Personal information
- Full name: Nigel Douglas Dorward
- Born: 4 February 1966 (age 60) Salisbury, Rhodesia
- Batting: Right-handed
- Bowling: Slow left-arm orthodox

Domestic team information
- 1994/95–1995/96: Mashonaland Country Districts

Career statistics
| Competition | First-class |
| Matches | 2 |
| Runs scored | 38 |
| Batting average | 9.50 |
| 100s/50s | –/– |
| Top score | 23 |
| Balls bowled | – |
| Wickets | – |
| Bowling average | – |
| 5 wickets in innings | – |
| 10 wickets in match | – |
| Best bowling | – |
| Catches/stumpings | 2/– |
- Source: Cricinfo, 20 October 2012

= Nigel Dorward =

Zimbabwean cricketer (born 1966)

Nigel Douglas Dorward (born 4 February 1966) was a Zimbabwean cricketer. He was a right-handed batsman and a left-arm slow bowler who played for Mashonaland County Districts. He was born in Salisbury (now Harare).

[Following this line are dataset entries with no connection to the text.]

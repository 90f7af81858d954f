//! MSD request and plan types

use serde::Serialize;
use std::path::PathBuf;

use super::image::ImageInfo;
use crate::config::ImageConfig;
use crate::gadget::{BackendKind, Capabilities, MountMode, MountOptions, MountStatus};

/// A mount as asked for by the user
#[derive(Debug, Clone, PartialEq, Eq)]
pub struct MountRequest {
    /// Image to expose
    pub file: PathBuf,
    /// Requested flags, before backend-specific demotion
    pub options: MountOptions,
    /// Backend name to force instead of auto-detecting
    pub backend: Option<String>,
}

impl MountRequest {
    pub fn new(file: impl Into<PathBuf>, mode: MountMode) -> Self {
        Self {
            file: file.into(),
            options: mode.into(),
            backend: None,
        }
    }
}

impl From<ImageConfig> for MountRequest {
    fn from(config: ImageConfig) -> Self {
        Self {
            file: config.file,
            options: config.mode.into(),
            backend: config.backend.map(|b| b.name().to_string()),
        }
    }
}

/// What a mount will do (or did)
#[derive(Debug, Clone, Serialize)]
pub struct MountPlan {
    pub backend: BackendKind,
    pub image: ImageInfo,
    /// Mode the host will actually see
    pub mode: MountMode,
    pub capabilities: Capabilities,
    /// Requested options the backend cannot honour
    pub warnings: Vec<String>,
}

/// What an unmount will act on
#[derive(Debug, Clone, Serialize)]
pub struct UnmountPlan {
    pub backend: BackendKind,
    pub current: MountStatus,
}
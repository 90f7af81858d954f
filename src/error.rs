use std::path::PathBuf;

use thiserror::Error;

/// Application-wide error type
#[derive(Error, Debug)]
pub enum AppError {
    #[error("backend '{backend}' is not supported on this device (expected {hint})")]
    NotSupported { backend: String, hint: String },

    #[error("unknown backend '{0}' (valid backends: configfs, udc, sysfs)")]
    UnknownBackend(String),

    #[error("Not found: {0}")]
    NotFound(String),

    #[error("I/O error on {}: {source}", .path.display())]
    Io {
        path: PathBuf,
        #[source]
        source: std::io::Error,
    },

    #[error("verification of {} failed: expected '{expected}', got '{actual}'", .path.display())]
    VerifyFailed {
        path: PathBuf,
        expected: String,
        actual: String,
    },

    #[error("Invalid image: {0}")]
    InvalidImage(String),

    #[error("Configuration error: {0}")]
    Config(String),

    #[error("Permission denied: {0}")]
    PermissionDenied(String),

    #[error("Busy: {0}")]
    Busy(String),
}

impl AppError {
    /// Wrap an I/O error with the path it happened on
    pub fn io(path: impl Into<PathBuf>, source: std::io::Error) -> Self {
        Self::Io {
            path: path.into(),
            source,
        }
    }
}

/// Result type alias used across the crate
pub type Result<T> = std::result::Result<T, AppError>;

Dorward's debut came during the Logan Cup competition of 1994/95, though, batting at number one, he was unable to make much of an imprint on the scorecard.

Dorward's second and final first-class appearance came in the following season, and while he scored 23 and 3 with the bat, he did not play another first-class game.